Right now my workflow is: create slides in LaTeX including green screen where desired –> capture and annotate with Doceri app –> capture video in QuickTime player and Doceri simultaneously –> use iMovie to combine –> upload to YouTube. The final results look really good and I have a lot of flexibility, but the time involved for producing a ten-minute video this way is easily a couple hours long.

Does anyone have any more “realtime” ways of replicating the chalk-and-talk in a video setting? Or do you replace this in your online teaching in other ways?

The Expectations Game of Online Interaction

One of the reasons I haven’t been more eager to teach online is my own views about what both faculty and students expect online learning to look like. My Twitter feed today had a couple good examples. Tweeted from a big online learning conference, the faculty (or at least faculty-developer) perspective:


I’m participating in the #HumanMOOC course on human presence in online education precisely because I do think this way. (Although I am in fact ready to learn.) But worse, I’m daunted by the perspective that exists among students as well, many of whom opt for online courses precisely for reasons that make human interaction difficult:

Clearly some students expect online learning to be impersonal, even anonymous. They expect little interaction with their professor and less with their classmates. They expect an easier course in some cases. They may use anonymity for nefarious purposes (harassment, academic dishonesty). Some of this is stereotype, but I expect not all.

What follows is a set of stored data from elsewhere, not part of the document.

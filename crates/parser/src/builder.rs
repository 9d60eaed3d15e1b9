//! Recursive model construction
//!
//! `ModelBuilder` turns schema nodes into `Model`s and owns the registry for
//! one build pass. Structural models reserve their name before any child is
//! built; a child that leads back to a reserved name gets a `Named` edge and
//! recursion stops there. That reservation is the only cycle breaker.
//!
//! ## Child naming
//! - `$ref` children are named after the referenced component, so every site
//!   referring to it shares one model.
//! - Primitive children stay inline and unregistered.
//! - Everything else is registered under a synthesized name: `<Parent>Item`,
//!   `<Parent><Prop>`, `<Composition>Part<N>` or `<Composition>Option<N>`.

use crate::classifier::{classify, is_primitive, SchemaKind};
use crate::naming::{escape_name, first_free_name, name_from_reference, pascal_segment};
use crate::openapi::{AdditionalProperties, ExclusiveBound, OpenApiDocument, Schema};
use crate::reference;
use tracing::{debug, warn};
use typegraph_common::{
    Advisory, ArrayModel, Documentation, Model, ModelKind, ModelRef, ModelRegistry,
    NumericConstraints, ObjectModel, ObjectProperty, PrimitiveModel, PrimitiveType, Result,
    StringConstraints, TypeGraphError,
};

/// Build context for one pass over a document
pub struct ModelBuilder<'d> {
    pub(crate) document: &'d OpenApiDocument,
    pub(crate) registry: ModelRegistry,
    pub(crate) advisories: Vec<Advisory>,
}

impl<'d> ModelBuilder<'d> {
    pub fn new(document: &'d OpenApiDocument) -> Self {
        Self {
            document,
            registry: ModelRegistry::new(),
            advisories: Vec::new(),
        }
    }

    pub fn document(&self) -> &'d OpenApiDocument {
        self.document
    }

    pub fn registry(&self) -> &ModelRegistry {
        &self.registry
    }

    pub fn advisories(&self) -> &[Advisory] {
        &self.advisories
    }

    /// Hand over the registry and advisories; the registry is read-only from
    /// here on
    pub fn finish(self) -> (ModelRegistry, Vec<Advisory>) {
        (self.registry, self.advisories)
    }

    pub(crate) fn advise(&mut self, advisory: Advisory) {
        warn!("{}", advisory);
        self.advisories.push(advisory);
    }

    /// Name for a new synthesized model, numbered when `requested` is already
    /// taken by a registered model or by a component that is still to be
    /// built. The caller registers the model before touching the registry
    /// again.
    pub(crate) fn fresh_name(&mut self, requested: &str) -> String {
        let document = self.document;
        let registry = &self.registry;
        let allocated = first_free_name(requested, |candidate| {
            registry.contains(candidate)
                || document
                    .component_schemas()
                    .any(|(key, _)| escape_name(key) == candidate)
        });
        if allocated != requested {
            self.advise(Advisory::NameCollision {
                requested: requested.to_string(),
                allocated: allocated.clone(),
            });
        }
        allocated
    }

    /// Build every `components.schemas` entry in document order
    pub fn build_components(&mut self) -> Result<()> {
        let document = self.document;
        for (key, schema) in document.component_schemas() {
            self.build(schema, "", Some(&escape_name(key)))?;
        }
        Ok(())
    }

    /// Build a model for `node`
    ///
    /// With an explicit name the result is registered and returned as a
    /// `Named` edge; a name that is already bound or reserved is returned
    /// as-is without looking at `node`. Without a name, primitives come back
    /// inline and containers are named `<parent>Array`/`<parent>Object`.
    pub fn build(&mut self, node: &Schema, parent: &str, name: Option<&str>) -> Result<ModelRef> {
        if let Some(name) = name {
            if self.registry.contains(name) {
                debug!(model = name, "reusing registered model");
                return Ok(ModelRef::Named(name.to_string()));
            }
        }

        let document = self.document;
        let resolved = reference::resolve(document, node)?;
        let kind = classify(&resolved).ok_or_else(|| TypeGraphError::UnknownSchemaShape {
            name: name.unwrap_or(parent).to_string(),
        })?;

        let primitive_type = match kind {
            SchemaKind::Primitive(primitive_type) => primitive_type,
            SchemaKind::Array | SchemaKind::Object | SchemaKind::Composition => {
                let model_name = match name {
                    Some(name) => name.to_string(),
                    None if kind == SchemaKind::Array => format!("{}Array", parent),
                    None => format!("{}Object", parent),
                };
                if !self.registry.reserve(&model_name) {
                    return Ok(ModelRef::Named(model_name));
                }

                debug!(model = %model_name, ?kind, "building model");
                let mut model = if kind == SchemaKind::Array {
                    self.array_model(&resolved, &model_name)?
                } else {
                    self.object_model(&resolved, &model_name)?
                };
                model.reference = node.ref_path.clone();
                self.registry.fill(model);
                return Ok(ModelRef::Named(model_name));
            }
        };

        let mut model = primitive_model(&resolved, primitive_type, parent, name);
        model.reference = node.ref_path.clone();
        if name.is_none() {
            return Ok(ModelRef::Inline(Box::new(model)));
        }

        let model_name = model.name.clone();
        debug!(model = %model_name, "registering primitive");
        self.registry.register(model);
        Ok(ModelRef::Named(model_name))
    }

    /// Build a model under a name that is always registered
    pub fn build_named(&mut self, node: &Schema, name: &str) -> Result<String> {
        self.build(node, "", Some(name))?;
        Ok(name.to_string())
    }

    /// Build a child of `parent`, applying the child naming policy
    pub(crate) fn build_child(
        &mut self,
        node: &Schema,
        parent: &str,
        synthesized_name: impl FnOnce() -> String,
    ) -> Result<ModelRef> {
        if let Some(reference) = node.ref_path.as_deref() {
            let name = name_from_reference(reference)?;
            return self.build(node, parent, Some(&name));
        }
        if is_primitive(node) {
            return self.build(node, parent, None);
        }
        let name = synthesized_name();
        self.build(node, parent, Some(&name))
    }

    fn array_model(&mut self, schema: &Schema, name: &str) -> Result<Model> {
        let items = schema
            .items
            .as_deref()
            .map(|items| self.build_child(items, name, || format!("{}Item", name)))
            .transpose()?;

        let dependencies = items.iter().cloned().collect();
        let array = ArrayModel {
            items,
            max_items: schema.max_items,
            min_items: schema.min_items,
            unique_items: schema.unique_items.unwrap_or(false),
        };
        Ok(base_model(schema, name, ModelKind::Array(array), dependencies))
    }

    fn object_model(&mut self, schema: &Schema, name: &str) -> Result<Model> {
        let document = self.document;
        let mut dependencies = Vec::new();
        let mut properties = Vec::new();

        for (prop_name, prop) in schema.properties.iter().flatten() {
            let model =
                self.build_child(prop, name, || format!("{}{}", name, pascal_segment(prop_name)))?;
            let has_default = reference::resolve(document, prop)?.default.is_some();
            let required = has_default || schema.required.iter().any(|r| r == prop_name);

            dependencies.push(model.clone());
            properties.push(ObjectProperty {
                prop_name: prop_name.clone(),
                required,
                model,
            });
        }

        let mut object = ObjectModel {
            properties,
            max_properties: schema.max_properties,
            min_properties: schema.min_properties,
            ..ObjectModel::default()
        };

        match &schema.additional_properties {
            Some(AdditionalProperties::Schema(values)) => {
                let model = self.build_child(values, name, || format!("{}Item", name))?;
                dependencies.push(model.clone());
                object.additional_properties = Some(model);
            }
            Some(AdditionalProperties::Any(true)) => object.has_any_additional_properties = true,
            Some(AdditionalProperties::Any(false)) | None => {}
        }

        if schema.has_composition() {
            let composition = self.composition_model(schema, name)?;
            dependencies.push(ModelRef::Named(composition.clone()));
            object.composition = Some(composition);
        }

        let open = object.has_any_additional_properties || object.additional_properties.is_some();
        object.is_dictionary =
            object.composition.is_none() && open && schema.properties.is_none();
        object.interface =
            object.composition.is_none() && schema.additional_properties.is_none();

        Ok(base_model(schema, name, ModelKind::Object(object), dependencies))
    }
}

/// Common fields shared by every variant
pub(crate) fn base_model(
    schema: &Schema,
    name: &str,
    kind: ModelKind,
    dependencies: Vec<ModelRef>,
) -> Model {
    Model {
        name: name.to_string(),
        nullable: schema.is_nullable(),
        docs: Documentation {
            title: schema.title.clone(),
            description: schema.description.clone(),
            deprecated: schema.deprecated.unwrap_or(false),
            default: schema.default.clone(),
        },
        reference: None,
        dependencies,
        kind,
    }
}

fn primitive_model(
    schema: &Schema,
    primitive_type: PrimitiveType,
    parent: &str,
    name: Option<&str>,
) -> Model {
    let name = match name {
        Some(name) => name.to_string(),
        None if schema.enum_values.is_some() => format!("{}Enum", parent),
        None => {
            let suffix = schema.format.as_deref().unwrap_or(primitive_type.keyword());
            format!("{}{}", parent, pascal_segment(suffix))
        }
    };

    let (maximum, exclusive_maximum) = bound(schema.maximum, schema.exclusive_maximum);
    let (minimum, exclusive_minimum) = bound(schema.minimum, schema.exclusive_minimum);
    let primitive = PrimitiveModel {
        primitive_type,
        format: schema.format.clone(),
        enum_values: schema.enum_values.clone(),
        numeric: NumericConstraints {
            multiple_of: schema.multiple_of,
            maximum,
            exclusive_maximum,
            minimum,
            exclusive_minimum,
        },
        string: StringConstraints {
            max_length: schema.max_length,
            min_length: schema.min_length,
            pattern: schema.pattern.clone(),
        },
    };
    base_model(schema, &name, ModelKind::Primitive(primitive), Vec::new())
}

/// Fold the 3.0 flag form and the 3.1 numeric form into (bound, exclusive)
fn bound(inclusive: Option<f64>, exclusive: Option<ExclusiveBound>) -> (Option<f64>, bool) {
    match exclusive {
        Some(ExclusiveBound::Limit(limit)) => (Some(limit), true),
        Some(ExclusiveBound::Flag(flag)) => (inclusive, flag),
        None => (inclusive, false),
    }
}
use std::sync::Arc;

use async_trait::async_trait;

use crate::{
    page::{
        OpenError, OpenOutcome, Page, RetryPolicy, open_transcript, scrape::video_title,
        scrape_transcript, transcript_with_retry,
    },
    types::Transcript,
};

/// Where the content context gets its transcript from.
#[async_trait]
pub trait TranscriptSource: Send + Sync {
    /// Video title as shown by the page, empty when unknown
    async fn title(&self) -> String;

    /// Single scrape without interacting with the page
    async fn transcript(&self) -> Option<Transcript>;

    /// Scrape, opening the transcript panel between attempts
    async fn transcript_with_retry(&self) -> Option<Transcript>;

    async fn open_transcript(&self) -> Result<OpenOutcome, OpenError>;
}

pub struct PageTranscriptSource {
    page: Arc<dyn Page>,
    policy: RetryPolicy,
}

impl PageTranscriptSource {
    pub fn new(page: Arc<dyn Page>, policy: RetryPolicy) -> Self {
        Self { page, policy }
    }
}

#[async_trait]
impl TranscriptSource for PageTranscriptSource {
    async fn title(&self) -> String {
        match self.page.html().await {
            Ok(html) => video_title(&html),
            Err(e) => {
                tracing::warn!(error = %e, "Failed to read page title");
                String::new()
            }
        }
    }

    async fn transcript(&self) -> Option<Transcript> {
        match self.page.html().await {
            Ok(html) => scrape_transcript(&html),
            Err(e) => {
                tracing::warn!(error = %e, "Transcript error");
                None
            }
        }
    }

    async fn transcript_with_retry(&self) -> Option<Transcript> {
        transcript_with_retry(self.page.as_ref(), &self.policy).await
    }

    async fn open_transcript(&self) -> Result<OpenOutcome, OpenError> {
        open_transcript(self.page.as_ref(), self.policy.menu_delay).await
    }
}
use std::sync::LazyLock;

use regex::Regex;
use reqwest::Url;
use scraper::{ElementRef, Html, Selector};
use serde::Deserialize;

use crate::{
    page::{LIVE_CAPTION, SEGMENT_TEXT, TRANSCRIPT_PANEL, TRANSCRIPT_SEGMENT},
    types::Transcript,
};

static CAPTION_TRACKS: LazyLock<Regex> =
    LazyLock::new(|| Regex::new(r#""captionTracks":(\[.*?\])"#).unwrap());

#[derive(Deserialize)]
struct CaptionTrack {
    #[serde(rename = "baseUrl")]
    base_url: Option<String>,
}

fn selector(css: &str) -> Option<Selector> {
    match Selector::parse(css) {
        Ok(selector) => Some(selector),
        Err(e) => {
            tracing::debug!(css, error = %e, "Invalid selector");
            None
        }
    }
}

fn text_of(element: ElementRef<'_>) -> String {
    element.text().collect()
}

/// Extract transcript data from a page document in a single pass.
///
/// Tries the open transcript panel, then the live caption overlay, then the
/// caption tracks embedded in the player data. Returns `None` when nothing
/// is found.
pub fn scrape_transcript(html: &str) -> Option<Transcript> {
    let document = Html::parse_document(html);

    if let Some(text) = from_transcript_panel(&document) {
        return Some(Transcript::Text(text));
    }

    if let Some(text) = from_live_caption(&document) {
        tracing::info!("Found live caption text");
        return Some(Transcript::Text(text));
    }

    if let Some(url) = from_caption_tracks(&document) {
        tracing::info!("Found caption track URL in page data");
        return Some(Transcript::CaptionTrack(url));
    }

    tracing::debug!("No transcript found using any method");
    None
}

pub fn has_transcript_panel(html: &str) -> bool {
    let document = Html::parse_document(html);
    selector(TRANSCRIPT_PANEL).is_some_and(|panel| document.select(&panel).next().is_some())
}

fn from_transcript_panel(document: &Html) -> Option<String> {
    let panel = document.select(&selector(TRANSCRIPT_PANEL)?).next()?;
    let segment = selector(TRANSCRIPT_SEGMENT)?;
    let segment_text = selector(SEGMENT_TEXT)?;

    let lines: Vec<String> = panel
        .select(&segment)
        .filter_map(|seg| seg.select(&segment_text).next())
        .map(|el| text_of(el).trim().to_string())
        .filter(|line| !line.is_empty())
        .collect();

    if lines.is_empty() {
        return None;
    }

    tracing::info!(segments = lines.len(), "Found transcript panel");
    Some(lines.join(" "))
}

fn from_live_caption(document: &Html) -> Option<String> {
    let caption = document.select(&selector(LIVE_CAPTION)?).next()?;
    let text = text_of(caption);
    (!text.is_empty()).then_some(text)
}

fn from_caption_tracks(document: &Html) -> Option<String> {
    let script = selector("script")?;

    document.select(&script).find_map(|el| {
        let content = text_of(el);
        if !content.contains("captionTracks") {
            return None;
        }

        let raw = CAPTION_TRACKS.captures(&content)?.get(1)?.as_str();
        match serde_json::from_str::<Vec<CaptionTrack>>(raw) {
            Ok(tracks) => tracks.into_iter().next()?.base_url,
            Err(e) => {
                tracing::debug!(error = %e, "Error parsing caption tracks");
                None
            }
        }
    })
}

/// Document title without the site suffix
pub fn video_title(html: &str) -> String {
    let document = Html::parse_document(html);
    selector("title")
        .and_then(|title| document.select(&title).next())
        .map(|el| text_of(el).trim().replacen(" - YouTube", "", 1))
        .unwrap_or_default()
}

pub fn canonical_url(html: &str) -> Option<String> {
    let document = Html::parse_document(html);
    let link = document
        .select(&selector(r#"link[rel="canonical"]"#)?)
        .next()?;
    link.value().attr("href").map(str::to_string)
}

pub fn is_watch_url(url: &str) -> bool {
    url.contains("youtube.com/watch")
}

/// The `v` query parameter of a watch URL
pub fn video_id(url: &str) -> Option<String> {
    let url = Url::parse(url).ok()?;
    url.query_pairs()
        .find(|(key, _)| key == "v")
        .map(|(_, value)| value.into_owned())
        .filter(|id| !id.is_empty())
}

/// Rewrite short links and bare ids into a canonical watch URL.
pub fn normalize_watch_url(input: &str) -> String {
    let input = input.trim();
    if is_watch_url(input) {
        return input.to_string();
    }

    if let Ok(url) = Url::parse(input) {
        let short_id = match url.host_str() {
            Some("youtu.be") => url.path_segments().and_then(|mut s| s.next()),
            Some(host) if host.ends_with("youtube.com") => url
                .path()
                .strip_prefix("/shorts/")
                .or_else(|| url.path().strip_prefix("/live/"))
                .and_then(|rest| rest.split('/').next()),
            _ => None,
        };
        return match short_id {
            Some(id) if !id.is_empty() => format!("https://www.youtube.com/watch?v={}", id),
            _ => input.to_string(),
        };
    }

    let looks_like_id = input.len() == 11
        && input
            .chars()
            .all(|c| c.is_ascii_alphanumeric() || c == '-' || c == '_');
    if looks_like_id {
        format!("https://www.youtube.com/watch?v={}", input)
    } else {
        input.to_string()
    }
}

#[cfg(test)]
mod tests {
    use super::*;

    fn panel(segments: &[&str]) -> String {
        let rows: String = segments
            .iter()
            .map(|text| {
                format!(
                    r#"<ytd-transcript-segment-renderer>
                         <div class="segment-timestamp">0:01</div>
                         <yt-formatted-string class="segment-text">{}</yt-formatted-string>
                       </ytd-transcript-segment-renderer>"#,
                    text
                )
            })
            .collect();
        format!(
            "<html><body><ytd-transcript-segment-list-renderer>{}</ytd-transcript-segment-list-renderer></body></html>",
            rows
        )
    }

    #[test]
    fn joins_trimmed_segments_in_document_order() {
        let html = panel(&["  Hello ", "\n world\n", "again"]);
        assert_eq!(
            scrape_transcript(&html),
            Some(Transcript::Text("Hello world again".into()))
        );
    }

    #[test]
    fn single_segment_is_returned_alone() {
        let html = panel(&["only one"]);
        assert_eq!(
            scrape_transcript(&html),
            Some(Transcript::Text("only one".into()))
        );
    }

    #[test]
    fn panel_wins_over_live_caption() {
        let html = panel(&["from panel"]).replace(
            "</body>",
            r#"<span class="ytp-caption-segment">from caption</span></body>"#,
        );
        assert_eq!(
            scrape_transcript(&html),
            Some(Transcript::Text("from panel".into()))
        );
    }

    #[test]
    fn empty_panel_falls_through_to_live_caption() {
        let html = r#"<html><body>
            <ytd-transcript-segment-list-renderer></ytd-transcript-segment-list-renderer>
            <span class="ytp-caption-segment"> spoken words </span>
        </body></html>"#;
        assert_eq!(
            scrape_transcript(html),
            Some(Transcript::Text(" spoken words ".into()))
        );
    }

    #[test]
    fn caption_track_url_from_player_data() {
        let html = r#"<html><body>
            <script>var other = 1;</script>
            <script>var ytInitialPlayerResponse = {"captions":{"playerCaptionsTracklistRenderer":{"captionTracks":[{"baseUrl":"https://x"}]}}};</script>
        </body></html>"#;
        assert_eq!(
            scrape_transcript(html),
            Some(Transcript::CaptionTrack("https://x".into()))
        );
    }

    #[test]
    fn caption_track_url_is_json_unescaped() {
        let html = r#"<script>{"captionTracks":[{"baseUrl":"https://www.youtube.com/api/timedtext?v=abc\u0026lang=en","name":{"simpleText":"English"}}]}</script>"#;
        assert_eq!(
            scrape_transcript(html),
            Some(Transcript::CaptionTrack(
                "https://www.youtube.com/api/timedtext?v=abc&lang=en".into()
            ))
        );
    }

    #[test]
    fn malformed_caption_tracks_try_the_next_script() {
        let html = r#"<html><body>
            <script>{"captionTracks":[{"baseUrl":</script>
            <script>{"captionTracks":[{"baseUrl":"https://second"}]}</script>
        </body></html>"#;
        assert_eq!(
            scrape_transcript(html),
            Some(Transcript::CaptionTrack("https://second".into()))
        );
    }

    #[test]
    fn caption_tracks_without_base_url_are_ignored() {
        let html = r#"<script>{"captionTracks":[{"languageCode":"en"}]}</script>"#;
        assert_eq!(scrape_transcript(html), None);

        let html = r#"<script>{"captionTracks":[]}</script>"#;
        assert_eq!(scrape_transcript(html), None);
    }

    #[test]
    fn nothing_found_returns_none() {
        assert_eq!(scrape_transcript(""), None);
        assert_eq!(scrape_transcript("<html><body><p>no captions</p></body></html>"), None);
        assert_eq!(scrape_transcript("<<<not really html"), None);
    }

    #[test]
    fn detects_open_panel() {
        assert!(has_transcript_panel(&panel(&[])));
        assert!(!has_transcript_panel("<html></html>"));
    }

    #[test]
    fn strips_site_suffix_from_title() {
        let html = "<html><head><title>Rust in 100 Seconds - YouTube</title></head></html>";
        assert_eq!(video_title(html), "Rust in 100 Seconds");
        assert_eq!(video_title("<html></html>"), "");
    }

    #[test]
    fn extracts_video_id_from_query() {
        assert_eq!(
            video_id("https://www.youtube.com/watch?v=abc123&t=42s"),
            Some("abc123".into())
        );
        assert_eq!(video_id("https://www.youtube.com/watch?list=x"), None);
        assert_eq!(video_id("not a url"), None);
    }

    #[test]
    fn watch_url_pattern() {
        assert!(is_watch_url("https://www.youtube.com/watch?v=abc"));
        assert!(!is_watch_url("https://www.youtube.com/feed/subscriptions"));
        assert!(!is_watch_url("https://example.com/watch?v=abc"));
    }

    #[test]
    fn normalizes_short_links_and_ids() {
        let expected = "https://www.youtube.com/watch?v=dQw4w9WgXcQ";
        assert_eq!(normalize_watch_url("https://youtu.be/dQw4w9WgXcQ"), expected);
        assert_eq!(
            normalize_watch_url("https://www.youtube.com/shorts/dQw4w9WgXcQ"),
            expected
        );
        assert_eq!(normalize_watch_url("dQw4w9WgXcQ"), expected);
        assert_eq!(normalize_watch_url(expected), expected);
        assert_eq!(normalize_watch_url("https://example.com/"), "https://example.com/");
    }

    #[test]
    fn short_link_paths_keep_only_the_id() {
        let expected = "https://www.youtube.com/watch?v=dQw4w9WgXcQ";
        assert_eq!(
            normalize_watch_url("https://www.youtube.com/shorts/dQw4w9WgXcQ/"),
            expected
        );
        assert_eq!(
            normalize_watch_url("https://www.youtube.com/live/dQw4w9WgXcQ/chat"),
            expected
        );
        assert_eq!(
            normalize_watch_url("https://www.youtube.com/shorts/"),
            "https://www.youtube.com/shorts/"
        );
    }
}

So when I think about a class-wide video chat such as the one shown in the first tweet above, I think about how challenging that would be to make happen. The technology – both hardware and software – however seamless on my end, I envision it being a potential nightmare on the student end. If a student “can’t get their microphone to work” for several weeks, will they drop the class? Will my campus IT support be able to help, especially if the student is not physically present on campus? What if the student can’t afford the technology necessary for this kind of interaction?

And worse, my previous attempts at synchronous interactions with large groups of my students online have flopped spectacularly due to students’ inability to schedule the time around their other obligations. It’d be a dream to have all 25 of my students in an online course meet at one place and one time virtually for a class discussion, but I know that many of them will have opted to take the course online precisely because they don’t want to abide by a regularly scheduled meeting time. So these are big hurdles to overcome, but I’m open to having my thinking reoriented. There are, I’m sure, a lot of ways to human interaction in online learning beyond the synchronous video chat, and I’m looking forward to learning more about them.

Adventures in Online Teaching

I’m not new to teaching. I’m not new to technology, or to the internet. But however I’ve smushed those things together before, I still have not had the experience of “teaching online.” That’s in part because my institution – Bridgewater State University – has not been as quick as others to jump into online education (but we might soon), and in part because I teach in a discipline, mathematics, that poses special challenges to online learning that I haven’t yet learned how to overcome.

I also haven’t been a student in an online learning environment before. Today I’m starting a class called “The Human MOOC,” offered by Canvas Learning, about ways to translate the human interactions that make teaching, and make teaching fulfilling and effective, into online education. I’ll keep notes and share thoughts along the way in this blog under the #HumanMOOC tag along the way.